- What is required -
Go through the entries below and tally the lines containing the string "Strategy"; report only the tally.

(Stored data)

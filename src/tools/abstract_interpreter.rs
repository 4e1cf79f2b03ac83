//! Frama-C value-analysis adapter.
//!
//! Frama-C does not take compiler flags directly. Every option is forwarded
//! to its preprocessor through a single `-cpp-extra-args=` argument, and the
//! diagnostic summary is printed on stdout rather than stderr.

use super::parse::parse_kernel_summary;
use super::{CommandLine, ToolAdapter, ToolKind, ToolRunResult};
use crate::error::BenchResult;
use crate::process::ProcessRunner;
use std::path::{Path, PathBuf};

/// Placeholder stored instead of output when output retention is off.
const REMOVED_OUTPUT: &str = "removed";

/// Runs `frama-c -eva` and reads its kernel summary.
#[derive(Debug, Clone)]
pub struct AbstractInterpreter {
    command: PathBuf,
    runner: ProcessRunner,
    keep_output: bool,
}

impl AbstractInterpreter {
    /// Create an adapter invoking `command`. Output is retained by default.
    pub fn new(command: impl Into<PathBuf>, runner: ProcessRunner) -> Self {
        Self {
            command: command.into(),
            runner,
            keep_output: true,
        }
    }

    /// Whether raw stdout/stderr are kept in results. Frama-C output is
    /// large; dropping it keeps detail reports small.
    pub fn keep_output(mut self, keep: bool) -> Self {
        self.keep_output = keep;
        self
    }
}

impl ToolAdapter for AbstractInterpreter {
    fn kind(&self) -> ToolKind {
        ToolKind::AbstractInterpreter
    }

    fn command_line(&self, options: &[String], file: &Path) -> CommandLine {
        CommandLine::new(&self.command)
            .arg("-eva")
            .arg(format!("-cpp-extra-args={}", options.join(" ")))
            .arg(file)
    }

    fn analyze(&self, options: &[String], file: &Path) -> BenchResult<ToolRunResult> {
        let output = self.command_line(options, file).run(&self.runner)?;
        let counts = parse_kernel_summary(&output.stdout);
        let mut result = ToolRunResult::from_output(self.kind(), output, counts);

        if !self.keep_output {
            result.stdout = REMOVED_OUTPUT.to_string();
            result.stderr = REMOVED_OUTPUT.to_string();
        }
        Ok(result)
    }
}

#[cfg(test)]
mod tests {
    use super::*;
    use std::ffi::OsString;

    #[test]
    fn test_options_joined_into_one_argument() {
        let adapter = AbstractInterpreter::new("frama-c", ProcessRunner::new("temp"));
        let options: Vec<String> = ["-I", "/support", "-DINCLUDEMAIN", "-DOMITGOOD"]
            .iter()
            .map(|s| s.to_string())
            .collect();
        let cmd = adapter.command_line(&options, Path::new("/c/CWE126_a.c"));

        assert_eq!(
            cmd.args,
            vec![
                OsString::from("-eva"),
                OsString::from("-cpp-extra-args=-I /support -DINCLUDEMAIN -DOMITGOOD"),
                OsString::from("/c/CWE126_a.c"),
            ]
        );
    }

    #[test]
    fn test_no_return_type_suppression_injected() {
        let adapter = AbstractInterpreter::new("frama-c", ProcessRunner::new("temp"));
        let cmd = adapter.command_line(&[], Path::new("a.c"));
        assert_eq!(cmd.args[1], OsString::from("-cpp-extra-args="));
    }
}
//! Serde adapter storing a `Duration` as fractional seconds.

use serde::{Deserialize, Deserializer, Serializer};
use std::time::Duration;

pub fn serialize<S: Serializer>(duration: &Duration, serializer: S) -> Result<S::Ok, S::Error> {
    serializer.serialize_f64(duration.as_secs_f64())
}

pub fn deserialize<'de, D: Deserializer<'de>>(deserializer: D) -> Result<Duration, D::Error> {
    let secs = f64::deserialize(deserializer)?;
    Duration::try_from_secs_f64(secs).map_err(serde::de::Error::custom)
}
//! Analyzer adapters.
//!
//! Each supported analyzer is one [`ToolAdapter`] implementation. An adapter
//! owns its command template and its output-parsing rule; the rest of the
//! harness only ever sees the uniform `analyze(options, file)` contract and
//! the normalized [`ToolRunResult`] it returns.
//!
//! - [`ReferenceAnalyzer`] - clang static analyzer (`clang --analyze`)
//! - [`SubjectAnalyzer`] - the analyzer under evaluation
//! - [`AbstractInterpreter`] - Frama-C value analysis (`frama-c -eva`)

mod abstract_interpreter;
pub mod parse;
mod reference;
mod subject;

pub use abstract_interpreter::AbstractInterpreter;
pub use parse::DiagnosticCounts;
pub use reference::ReferenceAnalyzer;
pub use subject::SubjectAnalyzer;

use crate::config::ToolsConfig;
use crate::error::{BenchError, BenchResult};
use crate::process::{ProcessOutput, ProcessRunner};
use serde::{Deserialize, Serialize};
use std::ffi::OsString;
use std::fmt;
use std::path::{Path, PathBuf};
use std::time::Duration;

/// Return-type warnings are noise for the benchmark corpora.
pub const SUPPRESS_RETURN_TYPE: &str = "-Wno-return-type";

/// Keeps the subject analyzer from attempting to link.
pub const SYNTAX_ONLY: &str = "-fsyntax-only";

/// Supported analyzer roles.
#[derive(Debug, Clone, Copy, PartialEq, Eq, PartialOrd, Ord, Hash, Serialize, Deserialize)]
#[serde(rename_all = "snake_case")]
pub enum ToolKind {
    /// Reference compiler-based analyzer (clang).
    Reference,
    /// The analyzer under evaluation.
    Subject,
    /// Abstract-interpretation analyzer (Frama-C).
    AbstractInterpreter,
}

impl ToolKind {
    /// Every supported kind, in report order.
    pub const ALL: [ToolKind; 3] = [
        ToolKind::Reference,
        ToolKind::Subject,
        ToolKind::AbstractInterpreter,
    ];

    /// Stable machine name, identical to the serialized form.
    pub fn name(&self) -> &'static str {
        match self {
            ToolKind::Reference => "reference",
            ToolKind::Subject => "subject",
            ToolKind::AbstractInterpreter => "abstract_interpreter",
        }
    }
}

impl fmt::Display for ToolKind {
    fn fmt(&self, f: &mut fmt::Formatter<'_>) -> fmt::Result {
        f.write_str(self.name())
    }
}

impl std::str::FromStr for ToolKind {
    type Err = BenchError;

    fn from_str(s: &str) -> Result<Self, Self::Err> {
        match s.to_lowercase().as_str() {
            "reference" | "clang" => Ok(ToolKind::Reference),
            "subject" | "smacpp" => Ok(ToolKind::Subject),
            "abstract_interpreter" | "abstract-interpreter" | "frama" | "frama-c" => {
                Ok(ToolKind::AbstractInterpreter)
            }
            _ => Err(BenchError::UnknownTool(s.to_string())),
        }
    }
}

/// Normalized result of one analyzer invocation.
#[derive(Debug, Clone, PartialEq, Default, Serialize, Deserialize)]
pub struct ToolRunResult {
    /// Captured stdout.
    pub stdout: String,
    /// Captured stderr.
    pub stderr: String,
    /// Exit code, `None` if the process was killed.
    pub exit_code: Option<i32>,
    /// Parsed error count.
    pub error_count: u32,
    /// Parsed warning count.
    pub warning_count: u32,
    /// Wall-clock time of the invocation.
    #[serde(with = "crate::duration_secs")]
    pub elapsed_time: Duration,
    /// Whether the invocation hit the timeout.
    pub timed_out: bool,
    /// Whether the diagnostic summary pattern was found in the output.
    pub summary_found: bool,
}

impl ToolRunResult {
    /// Combine process output with parsed counts.
    ///
    /// A run that exited non-zero without any parseable summary is
    /// indistinguishable from a clean run by counts alone, so it is logged.
    /// A timed-out run keeps its partial output but always has zero counts.
    pub fn from_output(kind: ToolKind, output: ProcessOutput, counts: DiagnosticCounts) -> Self {
        let counts = if output.timed_out {
            DiagnosticCounts::default()
        } else {
            counts
        };

        if !counts.summary_found && !output.timed_out {
            if output.exit_code == Some(0) {
                tracing::debug!("{kind}: no diagnostic summary, counted as clean");
            } else {
                tracing::warn!(
                    "{kind}: exit code {:?} without a diagnostic summary, counted as clean",
                    output.exit_code
                );
            }
        }

        Self {
            stdout: output.stdout,
            stderr: output.stderr,
            exit_code: output.exit_code,
            error_count: counts.errors,
            warning_count: counts.warnings,
            elapsed_time: output.elapsed,
            timed_out: output.timed_out,
            summary_found: counts.summary_found,
        }
    }

    /// True if the analyzer reported at least one error or warning.
    pub fn has_diagnostics(&self) -> bool {
        self.error_count > 0 || self.warning_count > 0
    }
}

/// A fully built analyzer command line.
#[derive(Debug, Clone, PartialEq, Eq)]
pub struct CommandLine {
    /// Executable to start.
    pub program: PathBuf,
    /// Arguments, file path last.
    pub args: Vec<OsString>,
}

impl CommandLine {
    /// Start an empty command line for `program`.
    pub fn new(program: impl Into<PathBuf>) -> Self {
        Self {
            program: program.into(),
            args: Vec::new(),
        }
    }

    /// Append one argument.
    pub fn arg(mut self, arg: impl Into<OsString>) -> Self {
        self.args.push(arg.into());
        self
    }

    /// Append several arguments.
    pub fn args<I, S>(mut self, args: I) -> Self
    where
        I: IntoIterator<Item = S>,
        S: Into<OsString>,
    {
        self.args.extend(args.into_iter().map(Into::into));
        self
    }

    /// Execute through `runner`.
    pub fn run(&self, runner: &ProcessRunner) -> BenchResult<ProcessOutput> {
        tracing::debug!("running: {self}");
        runner.run(&self.program, &self.args)
    }
}

impl fmt::Display for CommandLine {
    fn fmt(&self, f: &mut fmt::Formatter<'_>) -> fmt::Result {
        write!(f, "{}", self.program.display())?;
        for arg in &self.args {
            write!(f, " {}", arg.to_string_lossy())?;
        }
        Ok(())
    }
}

/// Uniform contract over every analyzer.
pub trait ToolAdapter: Send + Sync {
    /// Which analyzer this is.
    fn kind(&self) -> ToolKind;

    /// Check that the analyzer can be invoked at all.
    fn validate(&self) -> BenchResult<()> {
        Ok(())
    }

    /// Build the command line for `file` compiled with `options`.
    ///
    /// Tool-specific flags are added to a copy; `options` is never modified.
    fn command_line(&self, options: &[String], file: &Path) -> CommandLine;

    /// Run the analyzer on `file` and parse its diagnostics.
    fn analyze(&self, options: &[String], file: &Path) -> BenchResult<ToolRunResult>;
}

/// Copy `options`, appending each of `flags` that is not already present.
pub fn with_flags(options: &[String], flags: &[&str]) -> Vec<String> {
    let mut combined = options.to_vec();
    for flag in flags {
        if !combined.iter().any(|o| o == flag) {
            combined.push((*flag).to_string());
        }
    }
    combined
}

/// Build the adapter for `kind` from the tool configuration.
///
/// Fails with [`BenchError::MissingTool`] if the subject analyzer is absent.
pub fn create_adapter(
    kind: ToolKind,
    tools: &ToolsConfig,
    runner: ProcessRunner,
) -> BenchResult<Box<dyn ToolAdapter>> {
    let adapter: Box<dyn ToolAdapter> = match kind {
        ToolKind::Reference => Box::new(ReferenceAnalyzer::new(&tools.reference_command, runner)),
        ToolKind::Subject => Box::new(SubjectAnalyzer::new(&tools.subject_path, runner)?),
        ToolKind::AbstractInterpreter => Box::new(
            AbstractInterpreter::new(&tools.abstract_command, runner)
                .keep_output(tools.keep_abstract_output),
        ),
    };
    Ok(adapter)
}

/// Build every enabled adapter, in configuration order.
pub fn create_adapters(
    tools: &ToolsConfig,
    runner: &ProcessRunner,
) -> BenchResult<Vec<Box<dyn ToolAdapter>>> {
    tools
        .enabled_kinds()?
        .into_iter()
        .map(|kind| create_adapter(kind, tools, runner.clone()))
        .collect()
}
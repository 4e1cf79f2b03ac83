//! Aggregation and table properties over generated suite results.

use analyzer_bench::report::table;
use analyzer_bench::{aggregate, CaseResult, FailureReason, SuiteResults, ToolKind, ToolVerdict};
use proptest::prelude::*;
use std::collections::BTreeMap;
use std::time::Duration;

fn reason() -> impl Strategy<Value = FailureReason> {
    prop_oneof![
        Just(FailureReason::None),
        Just(FailureReason::FalsePositive),
        Just(FailureReason::FalseNegative),
    ]
}

fn verdict() -> impl Strategy<Value = ToolVerdict> {
    (reason(), 0u64..10_000).prop_map(|(reason, ms)| ToolVerdict {
        success: reason == FailureReason::None,
        failure_reason: reason,
        total_time: Duration::from_millis(ms),
        raw_results: vec![],
    })
}

fn suite_results() -> impl Strategy<Value = SuiteResults> {
    prop::collection::btree_map(
        "[a-z]{1,3}/[a-z_]{1,6}\\.c",
        (verdict(), verdict(), verdict()),
        0..12,
    )
    .prop_map(|cases| SuiteResults {
        cases: cases
            .into_iter()
            .map(|(id, (r, s, a))| {
                let mut case = BTreeMap::new();
                case.insert(ToolKind::Reference, r);
                case.insert(ToolKind::Subject, s);
                case.insert(ToolKind::AbstractInterpreter, a);
                (id, CaseResult(case))
            })
            .collect(),
        tools: ToolKind::ALL.to_vec(),
    })
}

proptest! {
    #[test]
    fn aggregate_is_idempotent(results in suite_results()) {
        prop_assert_eq!(aggregate(&results), aggregate(&results));
    }

    #[test]
    fn passed_plus_failures_is_total(results in suite_results()) {
        let summary = aggregate(&results);
        prop_assert_eq!(summary.total_tests, results.cases.len());
        for tool in summary.tools.values() {
            let failed: usize = tool.failure_reasons.values().sum();
            prop_assert_eq!(tool.passed + failed, tool.total);
            prop_assert!(!tool.failure_reasons.contains_key(&FailureReason::None));
        }
    }

    #[test]
    fn table_puts_subject_successes_first(results in suite_results()) {
        let rows = table::rows(&results);
        prop_assert_eq!(rows.len(), results.cases.len());

        let first_failure = rows.iter().position(|r| !r.subject).unwrap_or(rows.len());
        prop_assert!(rows[first_failure..].iter().all(|r| !r.subject));
        for row in &rows {
            prop_assert!(!row.key.contains('/'));
            prop_assert_eq!(row.subject, row.subject_failure == FailureReason::None);
        }
    }
}

#[test]
fn unconfigured_tools_render_as_false() {
    let mut case = BTreeMap::new();
    case.insert(
        ToolKind::Subject,
        ToolVerdict {
            success: true,
            failure_reason: FailureReason::None,
            total_time: Duration::ZERO,
            raw_results: vec![],
        },
    );
    let mut cases = BTreeMap::new();
    cases.insert("only_subject.c".to_string(), CaseResult(case));
    let results = SuiteResults {
        cases,
        tools: vec![ToolKind::Subject],
    };

    assert_eq!(
        table::render(&results),
        "only\\_subject.c & false & false & true &  \\\\\n\\hline\n"
    );
    let summary = aggregate(&results);
    assert_eq!(summary.tools.len(), 1);
    assert_eq!(summary.tools[&ToolKind::Subject].passed, 1);
}
//! Report artifacts.
//!
//! For a report prefix `p`, [`ReportWriter`] writes:
//!
//! - `p_results.json` - case id to tool to verdict, with raw runs
//! - `p_results_summary.json` - the per-tool [`Summary`]
//! - `p_results_table.tex` - the LaTeX comparison rows

mod summary;
pub mod table;

pub use summary::{aggregate, Summary, ToolSummary};

use crate::error::{BenchError, BenchResult};
use crate::harness::SuiteResults;
use std::collections::HashSet;
use std::path::{Path, PathBuf};

/// Paths of the artifacts written for one report.
#[derive(Debug, Clone, PartialEq, Eq)]
pub struct ReportPaths {
    /// Detail report.
    pub details: PathBuf,
    /// Summary report.
    pub summary: PathBuf,
    /// Comparison table.
    pub table: PathBuf,
}

impl ReportPaths {
    fn new(output_dir: &Path, prefix: &str) -> Self {
        Self {
            details: output_dir.join(format!("{prefix}_results.json")),
            summary: output_dir.join(format!("{prefix}_results_summary.json")),
            table: output_dir.join(format!("{prefix}_results_table.tex")),
        }
    }
}

/// Writes report artifacts, each prefix at most once.
#[derive(Debug)]
pub struct ReportWriter {
    output_dir: PathBuf,
    written: HashSet<String>,
}

impl ReportWriter {
    /// Writer targeting `output_dir` (created on first write).
    pub fn new(output_dir: impl Into<PathBuf>) -> Self {
        Self {
            output_dir: output_dir.into(),
            written: HashSet::new(),
        }
    }

    /// Target directory.
    pub fn output_dir(&self) -> &Path {
        &self.output_dir
    }

    /// Write all three artifacts for `prefix` and return the summary.
    ///
    /// Fails with [`BenchError::DuplicateReport`] if `prefix` was already
    /// written by this writer.
    pub fn write(&mut self, prefix: &str, results: &SuiteResults) -> BenchResult<(Summary, ReportPaths)> {
        if self.written.contains(prefix) {
            return Err(BenchError::DuplicateReport(prefix.to_string()));
        }

        std::fs::create_dir_all(&self.output_dir).map_err(|e| {
            BenchError::io(format!("creating {}", self.output_dir.display()), e)
        })?;

        let paths = ReportPaths::new(&self.output_dir, prefix);
        let summary = aggregate(results);

        write_file(&paths.details, serde_json::to_string_pretty(&results.cases)?)?;
        write_file(&paths.summary, serde_json::to_string_pretty(&summary)?)?;
        write_file(&paths.table, table::render(results))?;

        self.written.insert(prefix.to_string());
        tracing::info!("wrote {prefix} reports to {}", self.output_dir.display());
        Ok((summary, paths))
    }
}

fn write_file(path: &Path, contents: String) -> BenchResult<()> {
    std::fs::write(path, contents)
        .map_err(|e| BenchError::io(format!("writing {}", path.display()), e))
}
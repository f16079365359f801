//! Recovery of JSON payloads from free-form oracle output

use regex::Regex;
use serde_json::{Map, Value};

#[derive(Debug, thiserror::Error)]
pub enum ParseError {
    #[error("no JSON object found in response")]
    NoJsonObject,

    #[error("invalid JSON: {0}")]
    InvalidJson(String),
}

/// Extracts the outermost `{ ... }` span of a response and decodes it
pub struct ResponseParser {
    object_span: Regex,
}

impl Default for ResponseParser {
    fn default() -> Self {
        Self::new()
    }
}

impl ResponseParser {
    pub fn new() -> Self {
        Self {
            // Greedy: from the first '{' to the last '}' across lines
            object_span: Regex::new(r"(?s)\{.*\}").unwrap(),
        }
    }

    /// Decode the JSON object embedded in `raw`
    pub fn parse_object(&self, raw: &str) -> Result<Map<String, Value>, ParseError> {
        let span = self
            .object_span
            .find(raw)
            .ok_or(ParseError::NoJsonObject)?;

        match serde_json::from_str::<Value>(span.as_str()) {
            Ok(Value::Object(map)) => Ok(map),
            Ok(_) => Err(ParseError::NoJsonObject),
            Err(e) => Err(ParseError::InvalidJson(e.to_string())),
        }
    }
}

/// Pull the list stored under `key` out of a decoded response object
pub fn take_items(mut object: Map<String, Value>, key: &str) -> Vec<Value> {
    match object.remove(key) {
        Some(Value::Array(items)) => items,
        Some(item @ Value::Object(_)) => vec![item],
        _ => Vec::new(),
    }
}
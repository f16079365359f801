//! Retriever backed by an HTTP search endpoint

use std::collections::BTreeMap;
use std::time::Duration;

use async_trait::async_trait;
use reqwest::Client;
use serde::{Deserialize, Serialize};
use serde_json::Value;
use url::Url;

use super::{ChunkRetriever, RetrieverError};
use crate::model::ContextChunk;
use crate::model::config::RetrieverConfig;

#[derive(Debug, Serialize)]
struct SearchRequest<'a> {
    query: &'a str,
    top_k: usize,
}

#[derive(Debug, Deserialize)]
struct SearchResponse {
    #[serde(default)]
    chunks: Vec<SearchHit>,
}

#[derive(Debug, Deserialize)]
struct SearchHit {
    #[serde(alias = "text")]
    content: String,
    #[serde(default, alias = "metadata")]
    source_metadata: BTreeMap<String, Value>,
}

impl From<SearchHit> for ContextChunk {
    fn from(hit: SearchHit) -> Self {
        ContextChunk {
            content: hit.content,
            source_metadata: hit.source_metadata,
        }
    }
}

/// POSTs `{query, top_k}` and expects `{chunks: [{content, source_metadata}]}`
pub struct HttpChunkRetriever {
    client: Client,
    endpoint: Url,
}

impl HttpChunkRetriever {
    pub fn new(config: &RetrieverConfig) -> Result<Self, RetrieverError> {
        let client = Client::builder()
            .user_agent("arcadia-trace/1.0")
            .timeout(Duration::from_secs(config.timeout_secs))
            .build()?;

        Ok(Self {
            client,
            endpoint: config.url.clone(),
        })
    }
}

#[async_trait]
impl ChunkRetriever for HttpChunkRetriever {
    async fn retrieve(
        &self,
        query: &str,
        top_k: usize,
    ) -> Result<Vec<ContextChunk>, RetrieverError> {
        tracing::debug!(endpoint = %self.endpoint, top_k = top_k, "Querying chunk retriever");

        let response = self
            .client
            .post(self.endpoint.as_str())
            .json(&SearchRequest { query, top_k })
            .send()
            .await?;

        if response.status() == reqwest::StatusCode::TOO_MANY_REQUESTS {
            tracing::warn!(endpoint = %self.endpoint, "Chunk retriever rate limited");
            return Err(RetrieverError::RateLimited);
        }

        if response.status().is_server_error() {
            return Err(RetrieverError::Unavailable(format!(
                "HTTP {}: {}",
                response.status(),
                self.endpoint
            )));
        }

        if !response.status().is_success() {
            return Err(RetrieverError::ParseError(format!(
                "HTTP {}: {}",
                response.status(),
                self.endpoint
            )));
        }

        let body: SearchResponse = response
            .json()
            .await
            .map_err(|e| RetrieverError::ParseError(e.to_string()))?;

        Ok(body
            .chunks
            .into_iter()
            .take(top_k)
            .map(ContextChunk::from)
            .collect())
    }
}

#[cfg(test)]
mod tests {
    use super::*;

    #[test]
    fn test_search_hit_metadata_passed_through() {
        let body: SearchResponse = serde_json::from_str(
            r#"{"chunks": [{"text": "The controller switches lights", "metadata": {"doc": "req.pdf", "page": 4, "score": 0.82}}]}"#,
        )
        .unwrap();

        let chunk = ContextChunk::from(body.chunks.into_iter().next().unwrap());
        assert_eq!(chunk.content, "The controller switches lights");
        assert_eq!(chunk.source_metadata["doc"], "req.pdf");
        assert_eq!(chunk.source_metadata["page"], 4);
        assert_eq!(chunk.source_metadata["score"], 0.82);
    }

    #[test]
    fn test_new_keeps_configured_endpoint() {
        let config = RetrieverConfig {
            url: Url::parse("http://localhost:9200/search").unwrap(),
            timeout_secs: 5,
        };

        let retriever = HttpChunkRetriever::new(&config).unwrap();
        assert_eq!(retriever.endpoint.as_str(), "http://localhost:9200/search");
    }

    #[test]
    fn test_empty_response_body() {
        let body: SearchResponse = serde_json::from_str("{}").unwrap();
        assert!(body.chunks.is_empty());
    }
}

- Response to the exercise -
3